----- RECORDS PROVIDED
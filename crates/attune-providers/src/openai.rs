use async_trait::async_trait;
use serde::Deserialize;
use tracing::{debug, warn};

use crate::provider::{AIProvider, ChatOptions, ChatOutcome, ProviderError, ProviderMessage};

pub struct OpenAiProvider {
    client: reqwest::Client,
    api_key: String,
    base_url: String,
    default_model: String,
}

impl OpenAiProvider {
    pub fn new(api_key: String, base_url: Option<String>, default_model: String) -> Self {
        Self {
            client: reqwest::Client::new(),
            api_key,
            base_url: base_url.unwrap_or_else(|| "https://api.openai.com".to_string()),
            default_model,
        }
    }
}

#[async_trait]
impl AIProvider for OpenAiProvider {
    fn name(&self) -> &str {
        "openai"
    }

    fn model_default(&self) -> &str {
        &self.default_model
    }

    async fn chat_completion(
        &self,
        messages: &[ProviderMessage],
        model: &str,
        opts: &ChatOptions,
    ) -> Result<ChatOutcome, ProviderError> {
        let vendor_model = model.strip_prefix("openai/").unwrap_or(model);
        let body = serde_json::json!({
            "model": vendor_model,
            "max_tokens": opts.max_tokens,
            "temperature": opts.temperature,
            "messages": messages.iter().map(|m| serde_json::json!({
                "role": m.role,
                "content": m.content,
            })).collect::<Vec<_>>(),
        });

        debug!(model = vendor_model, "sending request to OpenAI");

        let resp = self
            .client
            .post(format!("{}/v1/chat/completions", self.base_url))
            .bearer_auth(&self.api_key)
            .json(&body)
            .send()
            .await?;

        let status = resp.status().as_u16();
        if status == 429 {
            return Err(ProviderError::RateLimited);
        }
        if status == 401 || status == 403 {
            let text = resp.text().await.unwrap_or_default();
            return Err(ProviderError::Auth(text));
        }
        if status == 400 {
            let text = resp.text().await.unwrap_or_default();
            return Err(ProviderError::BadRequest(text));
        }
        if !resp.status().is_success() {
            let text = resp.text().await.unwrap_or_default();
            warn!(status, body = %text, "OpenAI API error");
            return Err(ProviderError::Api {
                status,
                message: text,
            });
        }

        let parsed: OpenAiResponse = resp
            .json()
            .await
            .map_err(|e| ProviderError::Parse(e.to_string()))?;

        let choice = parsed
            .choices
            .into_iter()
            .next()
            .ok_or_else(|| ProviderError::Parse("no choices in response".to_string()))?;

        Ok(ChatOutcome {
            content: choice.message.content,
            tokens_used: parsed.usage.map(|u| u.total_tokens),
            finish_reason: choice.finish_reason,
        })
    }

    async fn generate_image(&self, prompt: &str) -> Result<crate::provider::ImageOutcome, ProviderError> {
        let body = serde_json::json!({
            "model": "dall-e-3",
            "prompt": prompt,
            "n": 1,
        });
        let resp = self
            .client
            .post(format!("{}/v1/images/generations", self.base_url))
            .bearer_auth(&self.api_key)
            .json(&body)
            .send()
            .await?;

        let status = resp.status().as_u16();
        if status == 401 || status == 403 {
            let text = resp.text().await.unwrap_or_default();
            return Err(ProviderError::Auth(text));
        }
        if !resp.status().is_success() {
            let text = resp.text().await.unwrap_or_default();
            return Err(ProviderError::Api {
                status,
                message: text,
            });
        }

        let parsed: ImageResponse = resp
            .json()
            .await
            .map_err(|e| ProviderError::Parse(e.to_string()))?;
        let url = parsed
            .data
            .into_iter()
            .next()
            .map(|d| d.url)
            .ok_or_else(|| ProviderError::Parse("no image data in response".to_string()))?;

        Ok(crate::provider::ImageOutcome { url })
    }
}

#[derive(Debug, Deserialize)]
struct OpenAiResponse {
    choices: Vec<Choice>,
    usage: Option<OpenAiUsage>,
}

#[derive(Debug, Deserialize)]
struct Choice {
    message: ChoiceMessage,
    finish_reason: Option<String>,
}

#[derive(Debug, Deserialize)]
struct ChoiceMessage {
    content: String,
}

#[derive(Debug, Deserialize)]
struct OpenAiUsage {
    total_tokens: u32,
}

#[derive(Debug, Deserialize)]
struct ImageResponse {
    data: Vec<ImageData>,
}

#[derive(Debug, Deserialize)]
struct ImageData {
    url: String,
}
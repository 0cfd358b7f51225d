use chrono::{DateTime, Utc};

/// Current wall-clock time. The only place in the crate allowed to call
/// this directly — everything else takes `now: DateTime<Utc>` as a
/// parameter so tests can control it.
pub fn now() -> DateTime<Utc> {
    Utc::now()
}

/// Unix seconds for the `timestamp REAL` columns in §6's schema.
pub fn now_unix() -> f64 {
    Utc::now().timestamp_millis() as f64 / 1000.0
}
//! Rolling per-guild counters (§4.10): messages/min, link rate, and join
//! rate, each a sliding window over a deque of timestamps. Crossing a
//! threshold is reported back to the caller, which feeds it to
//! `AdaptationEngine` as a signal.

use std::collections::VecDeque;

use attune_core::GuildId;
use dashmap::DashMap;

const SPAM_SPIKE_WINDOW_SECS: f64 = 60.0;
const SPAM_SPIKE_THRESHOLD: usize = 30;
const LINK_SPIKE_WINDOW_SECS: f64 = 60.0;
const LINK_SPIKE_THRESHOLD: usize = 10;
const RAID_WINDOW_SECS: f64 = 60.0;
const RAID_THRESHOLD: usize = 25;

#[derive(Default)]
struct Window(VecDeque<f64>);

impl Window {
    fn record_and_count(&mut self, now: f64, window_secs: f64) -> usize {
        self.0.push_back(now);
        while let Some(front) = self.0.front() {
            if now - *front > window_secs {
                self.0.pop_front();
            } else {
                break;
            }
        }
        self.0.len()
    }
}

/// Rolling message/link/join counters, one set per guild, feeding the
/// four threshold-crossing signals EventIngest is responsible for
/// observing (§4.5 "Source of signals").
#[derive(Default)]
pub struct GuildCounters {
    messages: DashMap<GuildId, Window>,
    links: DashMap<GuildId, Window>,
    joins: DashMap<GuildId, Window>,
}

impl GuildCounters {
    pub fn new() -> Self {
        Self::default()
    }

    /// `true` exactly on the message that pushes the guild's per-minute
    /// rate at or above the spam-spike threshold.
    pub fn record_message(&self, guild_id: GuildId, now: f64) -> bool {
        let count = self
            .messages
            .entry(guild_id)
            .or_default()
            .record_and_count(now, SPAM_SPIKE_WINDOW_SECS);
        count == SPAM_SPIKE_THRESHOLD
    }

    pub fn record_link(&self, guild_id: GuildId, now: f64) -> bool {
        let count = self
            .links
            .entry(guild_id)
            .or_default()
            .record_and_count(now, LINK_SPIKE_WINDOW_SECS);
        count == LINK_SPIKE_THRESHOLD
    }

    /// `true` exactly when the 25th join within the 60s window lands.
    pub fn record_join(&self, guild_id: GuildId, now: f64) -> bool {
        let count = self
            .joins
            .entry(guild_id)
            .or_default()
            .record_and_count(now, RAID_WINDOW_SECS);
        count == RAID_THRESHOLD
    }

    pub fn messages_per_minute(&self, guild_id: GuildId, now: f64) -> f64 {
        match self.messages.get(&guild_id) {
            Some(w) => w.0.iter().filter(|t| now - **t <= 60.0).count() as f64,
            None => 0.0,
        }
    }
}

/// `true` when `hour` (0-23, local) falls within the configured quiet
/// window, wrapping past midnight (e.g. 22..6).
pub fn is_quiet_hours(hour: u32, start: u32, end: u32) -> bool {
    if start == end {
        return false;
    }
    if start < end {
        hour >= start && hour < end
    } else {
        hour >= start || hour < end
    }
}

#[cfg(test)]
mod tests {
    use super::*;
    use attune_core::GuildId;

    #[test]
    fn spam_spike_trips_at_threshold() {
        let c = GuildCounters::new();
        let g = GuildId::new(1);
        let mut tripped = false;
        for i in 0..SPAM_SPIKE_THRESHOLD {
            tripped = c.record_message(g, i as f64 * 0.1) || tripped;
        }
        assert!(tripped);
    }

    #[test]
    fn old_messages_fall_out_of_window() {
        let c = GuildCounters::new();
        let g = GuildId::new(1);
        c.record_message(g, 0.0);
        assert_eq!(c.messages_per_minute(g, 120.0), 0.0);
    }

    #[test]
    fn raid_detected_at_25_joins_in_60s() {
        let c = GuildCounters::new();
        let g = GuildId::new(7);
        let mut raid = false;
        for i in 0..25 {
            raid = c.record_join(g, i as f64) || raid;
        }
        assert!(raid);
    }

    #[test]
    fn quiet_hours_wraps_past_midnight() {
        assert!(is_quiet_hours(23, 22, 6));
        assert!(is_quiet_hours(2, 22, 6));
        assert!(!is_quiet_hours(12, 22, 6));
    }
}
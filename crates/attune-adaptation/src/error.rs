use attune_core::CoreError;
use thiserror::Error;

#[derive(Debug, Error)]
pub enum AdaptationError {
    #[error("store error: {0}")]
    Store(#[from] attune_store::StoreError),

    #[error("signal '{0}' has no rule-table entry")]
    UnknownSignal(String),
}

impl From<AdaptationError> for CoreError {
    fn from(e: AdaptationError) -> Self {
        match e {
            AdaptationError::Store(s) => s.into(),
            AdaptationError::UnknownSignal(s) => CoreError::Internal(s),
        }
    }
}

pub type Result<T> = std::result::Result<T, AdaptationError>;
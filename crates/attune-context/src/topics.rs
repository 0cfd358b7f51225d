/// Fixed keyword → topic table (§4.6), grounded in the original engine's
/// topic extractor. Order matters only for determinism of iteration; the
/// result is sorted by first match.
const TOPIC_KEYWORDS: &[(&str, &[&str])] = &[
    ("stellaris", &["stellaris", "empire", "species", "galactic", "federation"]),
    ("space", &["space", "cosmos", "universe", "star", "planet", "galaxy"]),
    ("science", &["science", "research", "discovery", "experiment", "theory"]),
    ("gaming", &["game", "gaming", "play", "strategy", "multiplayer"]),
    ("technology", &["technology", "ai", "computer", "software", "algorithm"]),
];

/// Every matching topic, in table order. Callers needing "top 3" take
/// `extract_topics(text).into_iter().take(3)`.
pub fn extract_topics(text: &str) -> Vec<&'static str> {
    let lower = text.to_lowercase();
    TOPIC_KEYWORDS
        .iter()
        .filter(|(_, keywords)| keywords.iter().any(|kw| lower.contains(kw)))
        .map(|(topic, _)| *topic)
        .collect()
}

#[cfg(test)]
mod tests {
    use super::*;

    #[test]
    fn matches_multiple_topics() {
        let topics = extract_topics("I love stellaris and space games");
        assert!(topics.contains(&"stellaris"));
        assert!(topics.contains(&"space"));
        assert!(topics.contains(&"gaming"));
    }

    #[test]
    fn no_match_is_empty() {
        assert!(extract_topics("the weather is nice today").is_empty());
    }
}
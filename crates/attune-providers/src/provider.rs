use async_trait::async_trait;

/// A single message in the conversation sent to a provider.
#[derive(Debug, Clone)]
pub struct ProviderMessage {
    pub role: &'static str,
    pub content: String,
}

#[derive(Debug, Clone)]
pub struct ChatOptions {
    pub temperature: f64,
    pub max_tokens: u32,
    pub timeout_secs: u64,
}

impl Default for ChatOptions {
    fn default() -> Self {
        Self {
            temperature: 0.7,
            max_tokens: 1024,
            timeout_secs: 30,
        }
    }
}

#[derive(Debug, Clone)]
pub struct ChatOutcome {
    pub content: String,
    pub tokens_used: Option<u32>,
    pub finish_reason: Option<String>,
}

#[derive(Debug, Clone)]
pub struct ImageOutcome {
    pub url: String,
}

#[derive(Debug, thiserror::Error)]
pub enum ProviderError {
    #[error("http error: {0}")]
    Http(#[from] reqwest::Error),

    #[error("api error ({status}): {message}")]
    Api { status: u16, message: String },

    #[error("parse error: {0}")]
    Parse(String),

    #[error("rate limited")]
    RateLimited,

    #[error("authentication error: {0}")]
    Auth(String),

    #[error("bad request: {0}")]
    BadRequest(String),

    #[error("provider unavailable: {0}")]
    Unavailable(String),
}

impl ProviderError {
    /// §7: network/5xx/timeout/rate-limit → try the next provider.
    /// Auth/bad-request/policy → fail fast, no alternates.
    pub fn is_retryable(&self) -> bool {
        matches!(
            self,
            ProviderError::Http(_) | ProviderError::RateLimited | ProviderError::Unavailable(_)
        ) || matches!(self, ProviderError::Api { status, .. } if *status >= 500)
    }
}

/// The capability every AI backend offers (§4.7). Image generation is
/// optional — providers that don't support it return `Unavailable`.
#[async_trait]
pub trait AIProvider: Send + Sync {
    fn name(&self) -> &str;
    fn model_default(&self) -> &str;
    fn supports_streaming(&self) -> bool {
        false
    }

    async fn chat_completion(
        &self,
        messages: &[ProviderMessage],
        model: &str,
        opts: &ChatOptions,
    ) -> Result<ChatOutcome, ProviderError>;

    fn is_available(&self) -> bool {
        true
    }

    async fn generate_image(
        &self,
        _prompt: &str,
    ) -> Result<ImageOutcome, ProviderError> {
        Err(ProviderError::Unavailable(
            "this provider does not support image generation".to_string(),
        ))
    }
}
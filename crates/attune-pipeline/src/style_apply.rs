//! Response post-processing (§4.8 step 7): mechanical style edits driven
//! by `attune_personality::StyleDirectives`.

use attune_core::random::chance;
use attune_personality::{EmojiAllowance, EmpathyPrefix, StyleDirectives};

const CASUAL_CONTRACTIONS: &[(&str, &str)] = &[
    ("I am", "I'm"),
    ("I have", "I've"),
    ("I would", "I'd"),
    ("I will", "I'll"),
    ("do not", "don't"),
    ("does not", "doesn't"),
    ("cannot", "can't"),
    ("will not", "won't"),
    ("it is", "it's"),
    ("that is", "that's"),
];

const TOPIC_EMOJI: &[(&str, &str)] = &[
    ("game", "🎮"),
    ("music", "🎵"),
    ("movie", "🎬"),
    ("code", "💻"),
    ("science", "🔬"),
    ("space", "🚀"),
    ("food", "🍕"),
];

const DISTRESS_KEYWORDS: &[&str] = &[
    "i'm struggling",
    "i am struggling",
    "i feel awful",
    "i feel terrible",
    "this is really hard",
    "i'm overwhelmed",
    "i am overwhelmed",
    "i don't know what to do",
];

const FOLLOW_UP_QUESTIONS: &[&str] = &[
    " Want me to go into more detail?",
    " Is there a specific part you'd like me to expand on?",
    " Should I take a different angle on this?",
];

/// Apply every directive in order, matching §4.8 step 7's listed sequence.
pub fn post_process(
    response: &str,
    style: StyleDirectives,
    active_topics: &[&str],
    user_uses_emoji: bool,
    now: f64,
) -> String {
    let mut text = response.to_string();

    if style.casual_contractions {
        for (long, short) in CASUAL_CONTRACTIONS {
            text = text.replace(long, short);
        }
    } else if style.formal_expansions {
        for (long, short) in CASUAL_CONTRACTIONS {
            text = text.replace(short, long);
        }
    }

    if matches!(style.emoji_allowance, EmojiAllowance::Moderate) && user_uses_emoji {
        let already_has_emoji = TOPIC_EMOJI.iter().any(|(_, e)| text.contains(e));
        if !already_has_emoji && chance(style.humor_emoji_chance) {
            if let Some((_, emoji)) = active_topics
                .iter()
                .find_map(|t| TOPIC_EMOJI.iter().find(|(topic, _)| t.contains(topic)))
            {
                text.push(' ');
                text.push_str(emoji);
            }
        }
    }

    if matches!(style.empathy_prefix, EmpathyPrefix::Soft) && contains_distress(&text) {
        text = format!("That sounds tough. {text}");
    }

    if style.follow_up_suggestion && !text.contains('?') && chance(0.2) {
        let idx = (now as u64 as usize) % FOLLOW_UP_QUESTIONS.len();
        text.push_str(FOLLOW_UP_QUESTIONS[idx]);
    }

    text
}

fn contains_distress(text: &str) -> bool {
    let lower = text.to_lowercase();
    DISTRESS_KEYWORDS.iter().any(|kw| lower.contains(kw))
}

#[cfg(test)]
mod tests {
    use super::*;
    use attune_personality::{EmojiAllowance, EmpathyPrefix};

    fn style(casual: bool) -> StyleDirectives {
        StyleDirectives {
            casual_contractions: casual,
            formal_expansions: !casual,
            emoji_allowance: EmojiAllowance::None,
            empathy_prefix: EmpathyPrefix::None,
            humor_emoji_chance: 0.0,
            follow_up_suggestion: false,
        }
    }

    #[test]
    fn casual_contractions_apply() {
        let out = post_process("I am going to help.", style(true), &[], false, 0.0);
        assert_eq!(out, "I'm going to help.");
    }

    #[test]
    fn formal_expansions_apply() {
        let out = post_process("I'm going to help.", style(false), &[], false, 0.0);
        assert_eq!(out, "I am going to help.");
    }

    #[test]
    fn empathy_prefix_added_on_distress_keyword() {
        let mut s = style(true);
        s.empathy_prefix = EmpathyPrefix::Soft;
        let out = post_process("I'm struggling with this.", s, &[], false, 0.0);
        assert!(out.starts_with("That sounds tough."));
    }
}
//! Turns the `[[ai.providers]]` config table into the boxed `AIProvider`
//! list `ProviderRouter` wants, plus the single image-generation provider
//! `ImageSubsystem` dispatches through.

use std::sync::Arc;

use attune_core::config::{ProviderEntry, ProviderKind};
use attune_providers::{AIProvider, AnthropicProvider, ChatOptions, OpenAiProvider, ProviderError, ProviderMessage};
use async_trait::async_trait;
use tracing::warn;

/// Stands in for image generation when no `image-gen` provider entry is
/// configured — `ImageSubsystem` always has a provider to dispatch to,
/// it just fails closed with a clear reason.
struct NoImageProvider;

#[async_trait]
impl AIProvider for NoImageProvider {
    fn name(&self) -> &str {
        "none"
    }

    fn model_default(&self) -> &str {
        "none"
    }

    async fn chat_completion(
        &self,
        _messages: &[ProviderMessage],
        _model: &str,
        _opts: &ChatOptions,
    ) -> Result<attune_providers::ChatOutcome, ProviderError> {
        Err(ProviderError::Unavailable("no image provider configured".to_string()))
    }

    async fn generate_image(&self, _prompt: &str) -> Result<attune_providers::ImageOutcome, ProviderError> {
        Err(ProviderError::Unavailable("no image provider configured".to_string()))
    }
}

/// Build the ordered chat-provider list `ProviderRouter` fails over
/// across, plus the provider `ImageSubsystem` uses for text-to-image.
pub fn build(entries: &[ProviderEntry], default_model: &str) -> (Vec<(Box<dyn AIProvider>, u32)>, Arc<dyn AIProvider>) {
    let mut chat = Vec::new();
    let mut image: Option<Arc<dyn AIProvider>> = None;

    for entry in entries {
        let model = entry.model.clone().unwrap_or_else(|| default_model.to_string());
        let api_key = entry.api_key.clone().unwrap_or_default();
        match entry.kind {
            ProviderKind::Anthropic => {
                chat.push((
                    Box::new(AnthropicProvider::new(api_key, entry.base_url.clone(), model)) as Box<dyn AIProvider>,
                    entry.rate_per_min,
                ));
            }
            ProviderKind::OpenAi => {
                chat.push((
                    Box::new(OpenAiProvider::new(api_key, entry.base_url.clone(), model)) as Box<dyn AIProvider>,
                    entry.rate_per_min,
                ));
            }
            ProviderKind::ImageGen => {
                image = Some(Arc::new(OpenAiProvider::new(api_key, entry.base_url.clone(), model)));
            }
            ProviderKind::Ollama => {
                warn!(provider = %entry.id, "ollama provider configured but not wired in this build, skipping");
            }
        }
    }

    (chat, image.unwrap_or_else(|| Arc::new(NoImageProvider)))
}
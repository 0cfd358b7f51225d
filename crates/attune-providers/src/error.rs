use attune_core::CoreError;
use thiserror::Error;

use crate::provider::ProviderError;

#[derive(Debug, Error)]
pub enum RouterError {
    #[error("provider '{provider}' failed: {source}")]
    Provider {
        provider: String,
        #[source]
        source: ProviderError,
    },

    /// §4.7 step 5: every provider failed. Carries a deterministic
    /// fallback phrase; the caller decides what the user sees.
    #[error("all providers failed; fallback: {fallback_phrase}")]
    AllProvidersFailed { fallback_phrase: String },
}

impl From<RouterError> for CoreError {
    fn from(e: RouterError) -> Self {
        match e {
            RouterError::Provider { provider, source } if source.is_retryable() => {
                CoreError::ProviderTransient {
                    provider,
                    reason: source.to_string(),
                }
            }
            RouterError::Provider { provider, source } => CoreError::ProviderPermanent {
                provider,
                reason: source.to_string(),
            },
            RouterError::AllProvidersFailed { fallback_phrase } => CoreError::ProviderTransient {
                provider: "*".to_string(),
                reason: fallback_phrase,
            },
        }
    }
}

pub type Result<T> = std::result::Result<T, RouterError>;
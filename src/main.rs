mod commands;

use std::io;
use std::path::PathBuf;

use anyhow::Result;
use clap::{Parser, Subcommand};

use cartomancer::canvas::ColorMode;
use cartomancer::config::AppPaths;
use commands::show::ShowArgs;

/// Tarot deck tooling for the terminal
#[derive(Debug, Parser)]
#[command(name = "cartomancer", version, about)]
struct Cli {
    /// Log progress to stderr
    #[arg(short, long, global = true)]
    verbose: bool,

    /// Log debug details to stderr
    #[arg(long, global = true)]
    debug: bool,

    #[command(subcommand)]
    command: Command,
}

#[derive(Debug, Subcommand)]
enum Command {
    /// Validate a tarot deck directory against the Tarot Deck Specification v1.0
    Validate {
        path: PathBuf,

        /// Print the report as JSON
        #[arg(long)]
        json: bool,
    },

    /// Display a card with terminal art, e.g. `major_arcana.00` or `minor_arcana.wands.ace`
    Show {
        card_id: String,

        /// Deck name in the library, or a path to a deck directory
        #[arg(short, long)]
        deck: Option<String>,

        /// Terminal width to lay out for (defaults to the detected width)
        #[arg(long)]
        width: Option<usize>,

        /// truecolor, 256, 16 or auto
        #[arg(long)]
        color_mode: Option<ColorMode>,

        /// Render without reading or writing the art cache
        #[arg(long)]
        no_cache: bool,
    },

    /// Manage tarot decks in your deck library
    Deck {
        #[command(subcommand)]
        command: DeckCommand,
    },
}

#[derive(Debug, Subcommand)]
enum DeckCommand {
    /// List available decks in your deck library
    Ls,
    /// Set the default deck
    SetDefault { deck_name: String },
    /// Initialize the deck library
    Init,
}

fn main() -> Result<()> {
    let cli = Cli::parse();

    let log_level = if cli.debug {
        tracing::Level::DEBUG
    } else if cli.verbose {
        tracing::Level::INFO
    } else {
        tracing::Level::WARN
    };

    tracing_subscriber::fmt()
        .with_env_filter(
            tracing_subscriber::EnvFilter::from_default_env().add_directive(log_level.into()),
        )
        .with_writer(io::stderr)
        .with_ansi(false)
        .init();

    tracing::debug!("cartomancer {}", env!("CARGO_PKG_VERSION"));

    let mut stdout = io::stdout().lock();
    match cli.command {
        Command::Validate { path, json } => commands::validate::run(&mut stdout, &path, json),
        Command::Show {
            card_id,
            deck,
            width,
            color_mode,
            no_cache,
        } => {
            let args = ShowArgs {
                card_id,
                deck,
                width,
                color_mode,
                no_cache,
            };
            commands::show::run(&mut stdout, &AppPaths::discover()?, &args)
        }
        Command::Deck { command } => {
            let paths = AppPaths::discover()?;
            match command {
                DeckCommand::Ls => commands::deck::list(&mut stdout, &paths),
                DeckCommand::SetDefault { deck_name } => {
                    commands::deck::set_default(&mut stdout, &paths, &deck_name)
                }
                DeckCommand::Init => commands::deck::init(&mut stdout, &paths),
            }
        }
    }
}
----------
- [WHAT THE TASK ASKS] Given the records above, return exactly the lines starting at the line containing "impl From<RouterError> for" and ending at the line containing "use std::path::PathBuf;", including both.

- [RESULT FOR THIS TASK]
impl From<RouterError> for CoreError {
    fn from(e: RouterError) -> Self {
        match e {
            RouterError::Provider { provider, source } if source.is_retryable() => {
                CoreError::ProviderTransient {
                    provider,
                    reason: source.to_string(),
                }
            }
            RouterError::Provider { provider, source } => CoreError::ProviderPermanent {
                provider,
                reason: source.to_string(),
            },
            RouterError::AllProvidersFailed { fallback_phrase } => CoreError::ProviderTransient {
                provider: "*".to_string(),
                reason: fallback_phrase,
            },
        }
    }
}

pub type Result<T> = std::result::Result<T, RouterError>;
filename src/main.rs
mod commands;

use std::io;
use std::path::PathBuf;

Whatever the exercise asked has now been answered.